*What needs to be done*.
The whole listing below is to be output exactly, with no line skipped.

··· Records for this exercise ···

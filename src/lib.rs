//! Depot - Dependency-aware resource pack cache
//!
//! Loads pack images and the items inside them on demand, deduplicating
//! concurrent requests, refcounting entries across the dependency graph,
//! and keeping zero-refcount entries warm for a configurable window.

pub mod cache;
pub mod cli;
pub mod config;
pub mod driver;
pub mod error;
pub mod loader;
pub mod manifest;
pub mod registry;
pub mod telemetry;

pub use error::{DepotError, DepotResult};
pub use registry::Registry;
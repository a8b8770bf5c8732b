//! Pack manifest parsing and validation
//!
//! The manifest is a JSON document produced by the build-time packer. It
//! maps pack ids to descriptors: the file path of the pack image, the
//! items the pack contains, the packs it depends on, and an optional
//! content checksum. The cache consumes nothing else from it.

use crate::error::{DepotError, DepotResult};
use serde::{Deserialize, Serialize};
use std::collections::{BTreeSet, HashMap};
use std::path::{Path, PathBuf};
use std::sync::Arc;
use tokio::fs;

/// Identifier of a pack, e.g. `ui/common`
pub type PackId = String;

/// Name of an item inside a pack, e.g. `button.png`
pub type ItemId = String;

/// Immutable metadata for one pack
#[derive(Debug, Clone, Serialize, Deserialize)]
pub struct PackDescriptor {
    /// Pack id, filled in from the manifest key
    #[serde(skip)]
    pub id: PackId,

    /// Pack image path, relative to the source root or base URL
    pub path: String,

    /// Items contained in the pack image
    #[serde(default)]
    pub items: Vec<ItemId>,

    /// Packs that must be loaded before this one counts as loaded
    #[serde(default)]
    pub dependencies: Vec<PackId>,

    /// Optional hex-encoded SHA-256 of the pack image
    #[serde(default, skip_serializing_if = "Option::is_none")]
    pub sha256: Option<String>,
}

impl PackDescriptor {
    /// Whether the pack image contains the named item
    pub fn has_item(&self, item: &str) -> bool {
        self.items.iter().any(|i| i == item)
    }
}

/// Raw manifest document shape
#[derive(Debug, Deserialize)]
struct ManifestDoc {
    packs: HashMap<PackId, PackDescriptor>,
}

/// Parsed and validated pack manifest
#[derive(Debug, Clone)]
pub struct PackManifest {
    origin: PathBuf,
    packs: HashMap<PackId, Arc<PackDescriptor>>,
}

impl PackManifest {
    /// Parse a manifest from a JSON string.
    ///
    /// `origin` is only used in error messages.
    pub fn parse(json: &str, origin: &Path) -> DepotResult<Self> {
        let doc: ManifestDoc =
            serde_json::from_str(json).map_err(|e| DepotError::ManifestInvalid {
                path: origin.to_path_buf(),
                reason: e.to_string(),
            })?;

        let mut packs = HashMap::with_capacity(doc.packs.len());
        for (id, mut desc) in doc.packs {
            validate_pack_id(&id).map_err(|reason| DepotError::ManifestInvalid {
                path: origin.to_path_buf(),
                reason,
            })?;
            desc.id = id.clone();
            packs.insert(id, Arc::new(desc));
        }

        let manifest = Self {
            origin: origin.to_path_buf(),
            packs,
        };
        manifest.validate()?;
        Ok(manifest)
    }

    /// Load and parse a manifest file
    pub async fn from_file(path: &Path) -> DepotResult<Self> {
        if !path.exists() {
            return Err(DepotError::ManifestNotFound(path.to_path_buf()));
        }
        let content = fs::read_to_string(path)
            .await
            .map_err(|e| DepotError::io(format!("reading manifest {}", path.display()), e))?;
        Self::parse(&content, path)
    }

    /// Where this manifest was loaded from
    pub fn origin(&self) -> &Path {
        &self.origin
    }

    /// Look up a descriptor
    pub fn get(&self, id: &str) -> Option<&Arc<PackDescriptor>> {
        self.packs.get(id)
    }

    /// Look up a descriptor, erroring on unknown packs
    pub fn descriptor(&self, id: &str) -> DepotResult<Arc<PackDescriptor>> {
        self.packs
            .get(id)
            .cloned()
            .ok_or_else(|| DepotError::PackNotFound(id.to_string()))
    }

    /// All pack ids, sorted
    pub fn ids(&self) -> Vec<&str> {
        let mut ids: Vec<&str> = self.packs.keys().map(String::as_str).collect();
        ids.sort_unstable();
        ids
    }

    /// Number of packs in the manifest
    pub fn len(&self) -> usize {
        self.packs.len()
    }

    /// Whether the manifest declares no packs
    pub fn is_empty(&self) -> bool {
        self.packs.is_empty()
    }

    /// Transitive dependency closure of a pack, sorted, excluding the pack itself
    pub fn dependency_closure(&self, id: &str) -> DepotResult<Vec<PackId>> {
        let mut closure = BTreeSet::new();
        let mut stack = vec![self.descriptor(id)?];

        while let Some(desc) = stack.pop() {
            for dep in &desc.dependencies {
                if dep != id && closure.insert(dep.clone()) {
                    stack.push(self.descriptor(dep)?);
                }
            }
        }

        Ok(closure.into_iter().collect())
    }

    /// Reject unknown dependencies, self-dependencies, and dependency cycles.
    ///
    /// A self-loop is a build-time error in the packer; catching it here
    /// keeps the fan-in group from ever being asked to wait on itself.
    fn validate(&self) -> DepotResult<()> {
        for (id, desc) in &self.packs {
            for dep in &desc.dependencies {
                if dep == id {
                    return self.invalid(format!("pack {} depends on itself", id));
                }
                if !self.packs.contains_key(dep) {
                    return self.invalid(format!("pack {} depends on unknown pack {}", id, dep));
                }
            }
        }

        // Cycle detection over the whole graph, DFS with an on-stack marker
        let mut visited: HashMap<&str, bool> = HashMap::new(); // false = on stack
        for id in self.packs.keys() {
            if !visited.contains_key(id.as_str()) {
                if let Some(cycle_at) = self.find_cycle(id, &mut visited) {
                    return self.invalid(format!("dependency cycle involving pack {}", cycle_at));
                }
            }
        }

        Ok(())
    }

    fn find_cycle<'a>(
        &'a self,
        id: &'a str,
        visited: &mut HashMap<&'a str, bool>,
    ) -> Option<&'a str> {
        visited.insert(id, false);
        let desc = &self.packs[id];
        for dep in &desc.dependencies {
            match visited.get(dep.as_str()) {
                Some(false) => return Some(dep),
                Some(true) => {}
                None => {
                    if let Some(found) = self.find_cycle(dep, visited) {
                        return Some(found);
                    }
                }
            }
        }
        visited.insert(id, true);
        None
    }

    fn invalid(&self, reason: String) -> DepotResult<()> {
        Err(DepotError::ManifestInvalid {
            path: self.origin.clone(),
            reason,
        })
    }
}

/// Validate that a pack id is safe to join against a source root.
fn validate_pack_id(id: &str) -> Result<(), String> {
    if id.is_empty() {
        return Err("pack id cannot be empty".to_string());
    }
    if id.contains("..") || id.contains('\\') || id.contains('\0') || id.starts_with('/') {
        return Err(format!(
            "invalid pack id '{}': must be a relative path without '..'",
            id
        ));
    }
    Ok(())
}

···

*Result*.
filename src/lib.rs
//! Depot - Dependency-aware resource pack cache
//!
//! Loads pack images and the items inside them on demand, deduplicating
//! concurrent requests, refcounting entries across the dependency graph,
//! and keeping zero-refcount entries warm for a configurable window.

pub mod cache;
pub mod cli;
pub mod config;
pub mod driver;
pub mod error;
pub mod loader;
pub mod manifest;
pub mod registry;
pub mod telemetry;

pub use error::{DepotError, DepotResult};
pub use registry::Registry;
repository a8b8770bf5c8732b
//! Pack manifest parsing and validation
//!
//! The manifest is a JSON document produced by the build-time packer. It
//! maps pack ids to descriptors: the file path of the pack image, the
//! items the pack contains, the packs it depends on, and an optional
//! content checksum. The cache consumes nothing else from it.

use crate::error::{DepotError, DepotResult};
use serde::{Deserialize, Serialize};
use std::collections::{BTreeSet, HashMap};
use std::path::{Path, PathBuf};
use std::sync::Arc;
use tokio::fs;

/// Identifier of a pack, e.g. `ui/common`
pub type PackId = String;

/// Name of an item inside a pack, e.g. `button.png`
pub type ItemId = String;

/// Immutable metadata for one pack
#[derive(Debug, Clone, Serialize, Deserialize)]
pub struct PackDescriptor {
    /// Pack id, filled in from the manifest key
    #[serde(skip)]
    pub id: PackId,

    /// Pack image path, relative to the source root or base URL
    pub path: String,

    /// Items contained in the pack image
    #[serde(default)]
    pub items: Vec<ItemId>,

    /// Packs that must be loaded before this one counts as loaded
    #[serde(default)]
    pub dependencies: Vec<PackId>,

    /// Optional hex-encoded SHA-256 of the pack image
    #[serde(default, skip_serializing_if = "Option::is_none")]
    pub sha256: Option<String>,
}

impl PackDescriptor {
    /// Whether the pack image contains the named item
    pub fn has_item(&self, item: &str) -> bool {
        self.items.iter().any(|i| i == item)
    }
}

/// Raw manifest document shape
#[derive(Debug, Deserialize)]
struct ManifestDoc {
    packs: HashMap<PackId, PackDescriptor>,
}

/// Parsed and validated pack manifest
#[derive(Debug, Clone)]
pub struct PackManifest {
    origin: PathBuf,
    packs: HashMap<PackId, Arc<PackDescriptor>>,
}

impl PackManifest {
    /// Parse a manifest from a JSON string.
    ///
    /// `origin` is only used in error messages.
    pub fn parse(json: &str, origin: &Path) -> DepotResult<Self> {
        let doc: ManifestDoc =
            serde_json::from_str(json).map_err(|e| DepotError::ManifestInvalid {
                path: origin.to_path_buf(),
                reason: e.to_string(),
            })?;

        let mut packs = HashMap::with_capacity(doc.packs.len());
        for (id, mut desc) in doc.packs {
            validate_pack_id(&id).map_err(|reason| DepotError::ManifestInvalid {
                path: origin.to_path_buf(),
                reason,
            })?;
            desc.id = id.clone();
            packs.insert(id, Arc::new(desc));
        }

        let manifest = Self {
            origin: origin.to_path_buf(),
            packs,
        };
        manifest.validate()?;
        Ok(manifest)
    }

    /// Load and parse a manifest file
    pub async fn from_file(path: &Path) -> DepotResult<Self> {
        if !path.exists() {
            return Err(DepotError::ManifestNotFound(path.to_path_buf()));
        }
        let content = fs::read_to_string(path)
            .await
            .map_err(|e| DepotError::io(format!("reading manifest {}", path.display()), e))?;
        Self::parse(&content, path)
    }

    /// Where this manifest was loaded from
    pub fn origin(&self) -> &Path {
        &self.origin
    }

    /// Look up a descriptor
    pub fn get(&self, id: &str) -> Option<&Arc<PackDescriptor>> {
        self.packs.get(id)
    }

    /// Look up a descriptor, erroring on unknown packs
    pub fn descriptor(&self, id: &str) -> DepotResult<Arc<PackDescriptor>> {
        self.packs
            .get(id)
            .cloned()
            .ok_or_else(|| DepotError::PackNotFound(id.to_string()))
    }

    /// All pack ids, sorted
    pub fn ids(&self) -> Vec<&str> {
        let mut ids: Vec<&str> = self.packs.keys().map(String::as_str).collect();
        ids.sort_unstable();
        ids
    }

    /// Number of packs in the manifest
    pub fn len(&self) -> usize {
        self.packs.len()
    }

    /// Whether the manifest declares no packs
    pub fn is_empty(&self) -> bool {
        self.packs.is_empty()
    }

    /// Transitive dependency closure of a pack, sorted, excluding the pack itself
    pub fn dependency_closure(&self, id: &str) -> DepotResult<Vec<PackId>> {
        let mut closure = BTreeSet::new();
        let mut stack = vec![self.descriptor(id)?];

        while let Some(desc) = stack.pop() {
            for dep in &desc.dependencies {
                if dep != id && closure.insert(dep.clone()) {
                    stack.push(self.descriptor(dep)?);
                }
            }
        }

        Ok(closure.into_iter().collect())
    }

    /// Reject unknown dependencies, self-dependencies, and dependency cycles.
    ///
    /// A self-loop is a build-time error in the packer; catching it here
    /// keeps the fan-in group from ever being asked to wait on itself.
    fn validate(&self) -> DepotResult<()> {
        for (id, desc) in &self.packs {
            for dep in &desc.dependencies {
                if dep == id {
                    return self.invalid(format!("pack {} depends on itself", id));
                }
                if !self.packs.contains_key(dep) {
                    return self.invalid(format!("pack {} depends on unknown pack {}", id, dep));
                }
            }
        }

        // Cycle detection over the whole graph, DFS with an on-stack marker
        let mut visited: HashMap<&str, bool> = HashMap::new(); // false = on stack
        for id in self.packs.keys() {
            if !visited.contains_key(id.as_str()) {
                if let Some(cycle_at) = self.find_cycle(id, &mut visited) {
                    return self.invalid(format!("dependency cycle involving pack {}", cycle_at));
                }
            }
        }

        Ok(())
    }

    fn find_cycle<'a>(
        &'a self,
        id: &'a str,
        visited: &mut HashMap<&'a str, bool>,
    ) -> Option<&'a str> {
        visited.insert(id, false);
        let desc = &self.packs[id];
        for dep in &desc.dependencies {
            match visited.get(dep.as_str()) {
                Some(false) => return Some(dep),
                Some(true) => {}
                None => {
                    if let Some(found) = self.find_cycle(dep, visited) {
                        return Some(found);
                    }
                }
            }
        }
        visited.insert(id, true);
        None
    }

    fn invalid(&self, reason: String) -> DepotResult<()> {
        Err(DepotError::ManifestInvalid {
            path: self.origin.clone(),
            reason,
        })
    }
}

/// Validate that a pack id is safe to join against a source root.
fn validate_pack_id(id: &str) -> Result<(), String> {
    if id.is_empty() {
        return Err("pack id cannot be empty".to_string());
    }
    if id.contains("..") || id.contains('\\') || id.contains('\0') || id.starts_with('/') {
        return Err(format!(
            "invalid pack id '{}': must be a relative path without '..'",
            id
        ));
    }
    Ok(())
}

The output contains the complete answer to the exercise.